The Coin of Memorial Day
- Reverend James Squire
- 7 minutes ago
- 2 min read

The coin of the value of Memorial Day should be more than one day. One side of the coin is Never Forget and the other side is Always Remember. Never Forget is a solemn value that requires us to keep a sacred moment that we will guard against distractions of living which are different for all of us. Memorial Day is one of those times that should be sacred.
Never Forget reminds me of when a student of mine who had cancer which eventually took her life. She shared with our school in a chapel address that when cancer patients are undergoing chemotherapy, it is the worse series of a terrible time, but when you are between having chemotherapy or radiation treatment, you forget what it was like to be miserable and you bask in the bliss of normalcy. During this time between treatments, you quickly forget what a challenging time it is. This is true for those who died for our freedom. In essence, it is human to not include those hard times in our consciousness.
Forgetting of the important parts of life we can succumb to a kind of amnesia of the roughest moments, and such is the reason for Memorial Day. It breaks through the national amnesia regarding the stories of those who have fallen for our freedom.
The other side of the Coin of Memorial Day is an active time when we look past the sales in stores, games that are played, cookouts that are held to focus on the cost of freedom. It requires action to always be grateful for those who have died that we remain free. It is called patriotic. It is hard to do that on a regular basis when so much of the deliberations in Washington seem trite compared to the price paid by our men and women in uniform. They are not at the heart of their deliberations.

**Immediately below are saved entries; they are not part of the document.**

use std::env;
use std::net::SocketAddr;
use anyhow::{Context, Result};

/// The default Google endpoint used to verify ID tokens.
pub const DEFAULT_TOKENINFO_URL: &str = "https://oauth2.googleapis.com/tokeninfo";

/// Where records and sessions are kept.
#[derive(Clone, Copy, Debug, PartialEq, Eq)]
pub enum StorageBackend {
    /// PostgreSQL for records, Redis for sessions.
    Persistent,
    /// Process-local maps; everything is lost on restart.
    Memory,
}

impl std::str::FromStr for StorageBackend {
    type Err = anyhow::Error;

    fn from_str(s: &str) -> Result<Self> {
        match s.trim().to_ascii_lowercase().as_str() {
            "persistent" | "postgres" => Ok(StorageBackend::Persistent),
            "memory" => Ok(StorageBackend::Memory),
            other => anyhow::bail!("APP_STORAGE must be 'persistent' or 'memory', got '{}'", other),
        }
    }
}

/// The application's configuration.
#[derive(Clone, Debug)]
pub struct Config {
    /// The address the HTTP server binds to.
    pub bind_addr: SocketAddr,
    /// Which storage backends to use.
    pub storage: StorageBackend,
    /// The URL of the PostgreSQL database.
    pub database_url: Option<String>,
    /// The URL of the Redis server.
    pub redis_url: String,
    /// Base URL of the inference service exposing `POST /predict`.
    pub inference_url: String,
    /// OAuth client id the identity tokens must be issued for.
    pub identity_client_id: String,
    /// Token verification endpoint of the identity provider.
    pub identity_tokeninfo_url: String,
    /// How long a session stays valid, in hours.
    pub session_ttl_hours: i64,
    /// Whether cookies are marked `Secure`.
    pub secure_cookies: bool,
    /// Origins allowed by the CORS layer.
    pub cors_origins: Vec<String>,
}

impl Config {
    /// Creates a new `Config` from environment variables.
    ///
    /// # Returns
    ///
    /// A `Result` containing the `Config`.
    pub fn from_env() -> Result<Self> {
        let storage: StorageBackend = env::var("APP_STORAGE")
            .unwrap_or_else(|_| "persistent".to_string())
            .parse()?;

        let database_url = env::var("DATABASE_URL").ok();
        if storage == StorageBackend::Persistent && database_url.is_none() {
            anyhow::bail!("DATABASE_URL must be set when APP_STORAGE=persistent");
        }

        Ok(Self {
            bind_addr: env::var("BIND_ADDR")
                .unwrap_or_else(|_| "127.0.0.1:3000".to_string())
                .parse()
                .context("Invalid BIND_ADDR")?,
            storage,
            database_url,
            redis_url: env::var("REDIS_URL")
                .unwrap_or_else(|_| "redis://127.0.0.1:6379".to_string()),
            inference_url: env::var("INFERENCE_URL")
                .unwrap_or_else(|_| "http://127.0.0.1:8000".to_string()),
            identity_client_id: env::var("IDENTITY_CLIENT_ID")
                .context("IDENTITY_CLIENT_ID must be set (OAuth client id of the sign-in button)")?,
            identity_tokeninfo_url: env::var("IDENTITY_TOKENINFO_URL")
                .unwrap_or_else(|_| DEFAULT_TOKENINFO_URL.to_string()),
            session_ttl_hours: parse_session_ttl_hours(
                &env::var("SESSION_TTL_HOURS").unwrap_or_else(|_| "12".to_string()),
            )?,
            secure_cookies: env::var("APP_ENV")
                .unwrap_or_else(|_| "development".to_string())
                == "production",
            cors_origins: parse_origins(
                &env::var("CORS_ORIGINS")
                    .unwrap_or_else(|_| "http://localhost:3000,http://127.0.0.1:3000".to_string()),
            ),
        })
    }

    /// A configuration suitable for running everything in memory.
    pub fn in_memory(identity_client_id: impl Into<String>) -> Self {
        Self {
            bind_addr: SocketAddr::from(([127, 0, 0, 1], 3000)),
            storage: StorageBackend::Memory,
            database_url: None,
            redis_url: "redis://127.0.0.1:6379".to_string(),
            inference_url: "http://127.0.0.1:8000".to_string(),
            identity_client_id: identity_client_id.into(),
            identity_tokeninfo_url: DEFAULT_TOKENINFO_URL.to_string(),
            session_ttl_hours: 12,
            secure_cookies: false,
            cors_origins: parse_origins("http://localhost:3000"),
        }
    }

    pub fn session_ttl(&self) -> chrono::Duration {
        chrono::Duration::try_hours(self.session_ttl_hours).unwrap_or(chrono::Duration::MAX)
    }
}

/// Longest session lifetime accepted, one year.
const MAX_SESSION_TTL_HOURS: i64 = 24 * 365;

fn parse_session_ttl_hours(raw: &str) -> Result<i64> {
    let hours: i64 = raw.trim().parse().context("Invalid SESSION_TTL_HOURS")?;
    if !(1..=MAX_SESSION_TTL_HOURS).contains(&hours) {
        anyhow::bail!(
            "SESSION_TTL_HOURS must be between 1 and {}, got {}",
            MAX_SESSION_TTL_HOURS,
            hours
        );
    }
    Ok(hours)
}

fn parse_origins(raw: &str) -> Vec<String> {
    raw.split(',')
        .map(str::trim)
        .filter(|s| !s.is_empty())
        .map(str::to_string)
        .collect()
}
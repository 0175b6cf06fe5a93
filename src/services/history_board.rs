use std::collections::HashMap;
use std::sync::Mutex;

/// Identifies one history load for an owner. Later loads get larger tokens.
#[derive(Debug, Clone, PartialEq, Eq)]
pub struct LoadTicket {
    owner: String,
    token: u64,
}

impl LoadTicket {
    pub fn token(&self) -> u64 {
        self.token
    }
}

#[derive(Default)]
struct Slot {
    issued: u64,
    published: u64,
    markup: Option<String>,
}

/// The displayed history list of each owner.
///
/// A load takes a ticket before it queries the store and publishes its
/// markup afterwards. Publishing is refused when a newer load has already
/// published, so a slow, earlier load can never overwrite newer content.
#[derive(Default)]
pub struct HistoryBoard {
    slots: Mutex<HashMap<String, Slot>>,
}

impl HistoryBoard {
    pub fn new() -> Self {
        Self::default()
    }

    /// Starts a load for `owner`.
    pub fn begin(&self, owner: &str) -> LoadTicket {
        let mut slots = self.slots.lock().unwrap_or_else(|e| e.into_inner());
        let slot = slots.entry(owner.to_string()).or_default();
        slot.issued += 1;
        LoadTicket {
            owner: owner.to_string(),
            token: slot.issued,
        }
    }

    /// Publishes the markup produced by `ticket`'s load. Returns `false`
    /// when the result was stale and has been discarded.
    pub fn publish(&self, ticket: &LoadTicket, markup: String) -> bool {
        let mut slots = self.slots.lock().unwrap_or_else(|e| e.into_inner());
        let slot = slots.entry(ticket.owner.clone()).or_default();
        if ticket.token <= slot.published {
            tracing::debug!(
                "⏭️ Discarding stale history load {} for {} (shown: {})",
                ticket.token,
                ticket.owner,
                slot.published
            );
            return false;
        }
        slot.published = ticket.token;
        slot.markup = Some(markup);
        true
    }

    /// The markup currently displayed for `owner`.
    pub fn current(&self, owner: &str) -> Option<String> {
        let slots = self.slots.lock().unwrap_or_else(|e| e.into_inner());
        slots.get(owner).and_then(|slot| slot.markup.clone())
    }

    /// Forgets `owner`'s displayed list, e.g. on sign-out.
    pub fn clear(&self, owner: &str) {
        let mut slots = self.slots.lock().unwrap_or_else(|e| e.into_inner());
        if let Some(slot) = slots.get_mut(owner) {
            slot.markup = None;
        }
    }
}

#[cfg(test)]
mod tests {
    use super::*;

    #[test]
    fn tokens_increase_per_owner() {
        let board = HistoryBoard::new();
        let a1 = board.begin("a");
        let a2 = board.begin("a");
        let b1 = board.begin("b");
        assert!(a2.token() > a1.token());
        assert_eq!(b1.token(), 1);
    }

    #[test]
    fn stale_load_cannot_overwrite_newer_one() {
        let board = HistoryBoard::new();
        let earlier = board.begin("a");
        let later = board.begin("a");

        assert!(board.publish(&later, "new".into()));
        assert!(!board.publish(&earlier, "old".into()));
        assert_eq!(board.current("a").as_deref(), Some("new"));
    }

    #[test]
    fn in_order_loads_both_publish() {
        let board = HistoryBoard::new();
        let first = board.begin("a");
        assert!(board.publish(&first, "one".into()));
        let second = board.begin("a");
        assert!(board.publish(&second, "two".into()));
        assert_eq!(board.current("a").as_deref(), Some("two"));
    }

    #[test]
    fn clear_keeps_ordering_but_drops_markup() {
        let board = HistoryBoard::new();
        let first = board.begin("a");
        board.publish(&first, "one".into());
        board.clear("a");
        assert_eq!(board.current("a"), None);
        assert!(!board.publish(&first, "again".into()));
    }
}
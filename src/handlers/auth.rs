use axum::{
    extract::State,
    http::StatusCode,
    response::{IntoResponse, Redirect, Response},
    Json,
};
use serde::Serialize;
use tower_cookies::{Cookie, Cookies};
use zeroize::Zeroizing;

use crate::{
    error::Result,
    middleware_layer::{
        auth::{SESSION_COOKIE, extract_session_id},
        csrf::CSRF_COOKIE,
    },
    services::session_gate::{self, GateView},
    state::AppState,
    validation::auth::{SignInRequest, validate_sign_in},
};

/// The response payload for a successful sign-in.
#[derive(Serialize)]
pub struct SignInResponse {
    pub success: bool,
    pub display_name: String,
    pub history_html: String,
}

/// Creates a cookie scoped to the whole site.
///
/// No max-age is set: both cookies die with the browser session, and the
/// server-side entries expire on their own.
pub fn create_cookie(name: &'static str, value: String, secure: bool) -> Cookie<'static> {
    let mut cookie = Cookie::new(name, value);

    // The page script needs to read the CSRF token to echo it in a header.
    if name != CSRF_COOKIE {
        cookie.set_http_only(true);
    }

    if secure {
        cookie.set_secure(true);
    }

    cookie.set_same_site(tower_cookies::cookie::SameSite::Lax);
    cookie.set_path("/");

    cookie
}

fn expire_cookie(cookies: &Cookies, name: &'static str) {
    let mut cookie = Cookie::new(name, "");
    cookie.set_path("/");
    cookies.remove(cookie);
}

/// Handles sign-in with an identity provider credential.
#[axum::debug_handler]
pub async fn sign_in(
    State(state): State<AppState>,
    cookies: Cookies,
    Json(payload): Json<SignInRequest>,
) -> Result<Response> {
    tracing::info!("🔐 Sign-in attempt");
    validate_sign_in(&payload)?;

    let signed_in = session_gate::sign_in(&state, Zeroizing::new(payload.credential)).await?;

    cookies.add(create_cookie(
        SESSION_COOKIE,
        signed_in.session_id.to_string(),
        state.config.secure_cookies,
    ));
    cookies.add(create_cookie(
        CSRF_COOKIE,
        signed_in.csrf_token,
        state.config.secure_cookies,
    ));
    tracing::info!("✅ User signed in: {}", signed_in.session.owner());

    let (display_name, history_html) = match signed_in.view {
        GateView::Dashboard {
            display_name,
            history_html,
        } => (display_name, history_html),
        GateView::LoggedOut => (signed_in.session.principal.display_name, String::new()),
    };

    let response = SignInResponse {
        success: true,
        display_name,
        history_html,
    };

    Ok((StatusCode::OK, Json(response)).into_response())
}

/// Handles sign-out. Always succeeds and sends the browser back to `/`,
/// which then renders the signed-out page.
#[axum::debug_handler]
pub async fn sign_out(State(state): State<AppState>, cookies: Cookies) -> Response {
    let session_id = extract_session_id(&cookies);
    let csrf_token = cookies.get(CSRF_COOKIE).map(|c| c.value().to_string());

    session_gate::sign_out(&state, session_id, csrf_token.as_deref()).await;

    expire_cookie(&cookies, SESSION_COOKIE);
    expire_cookie(&cookies, CSRF_COOKIE);
    tracing::info!("✅ Signed out");

    Redirect::to("/").into_response()
}
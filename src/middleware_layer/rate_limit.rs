use axum::{
    body::Body,
    extract::{ConnectInfo, Request, State},
    middleware::Next,
    response::{IntoResponse, Response},
};
use std::net::SocketAddr;

use crate::{error::AppError, state::AppState};

/// Sign-in attempts allowed per address within one window.
pub const SIGN_IN_ATTEMPTS: u64 = 10;

/// Length of the sign-in window in seconds.
pub const SIGN_IN_WINDOW_SECS: u64 = 15 * 60;

/// Extracts the peer IP address from the request extensions.
///
/// # Returns
///
/// The IP address as a string, or "unknown" if not found.
fn extract_real_ip(req: &Request<Body>) -> String {
    req.extensions()
        .get::<ConnectInfo<SocketAddr>>()
        .map(|ci| ci.0.ip().to_string())
        .unwrap_or_else(|| "unknown".to_string())
}

/// A middleware that rate limits sign-in attempts per address.
///
/// When the session store is unavailable the request is let through; the
/// sign-in itself will then fail on the same store.
pub async fn rate_limit_sign_in(
    State(state): State<AppState>,
    req: Request<Body>,
    next: Next,
) -> Response {
    let ip = extract_real_ip(&req);
    let key = format!("rate_limit:sign_in:{}", ip);

    match state.sessions.record_attempt(&key, SIGN_IN_WINDOW_SECS).await {
        Ok(attempts) if attempts > SIGN_IN_ATTEMPTS => {
            return AppError::RateLimitExceeded(format!(
                "Too many sign-in attempts. Try again in {} minutes",
                SIGN_IN_WINDOW_SECS / 60
            ))
            .into_response();
        }
        Ok(_) => {}
        Err(e) => tracing::warn!("⚠️ Sign-in rate limit unavailable for {}: {}", ip, e),
    }

    next.run(req).await
}
use std::io;

/// Errors reported by an [`IoLoop`](crate::IoLoop).
///
/// Cancelling an unknown key is not an error; `remove_timeout` and
/// `remove_timer` report it by returning `false`.
#[derive(Debug, thiserror::Error)]
pub enum Error {
    #[error("event loop is closed")]
    Closed,

    #[error("event loop is already running")]
    AlreadyRunning,

    #[error("reactor failure: {0}")]
    Io(#[from] io::Error),
}

pub type Result<T, E = Error> = std::result::Result<T, E>;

The first Memorial Day Seech was given at Arlington National Cemetery, known then as Declaration Day. A crowd of 5000 gathered in 1868 to hear then Ohio Congressman and veteran James A. Garfield deliver remarks in honor of the Civil War dead. “I am oppressed with a sense of the impropriety of uttering words on this occasion,” he added. If silence is ever golden, it must be here beside the graves of 15,000 men, whose lives were more significant than speech, and whose death
was a poem, the music of which can never be sung.
John 15:13 No greater love hath no man but this than to lay down his life for his (her) friends.”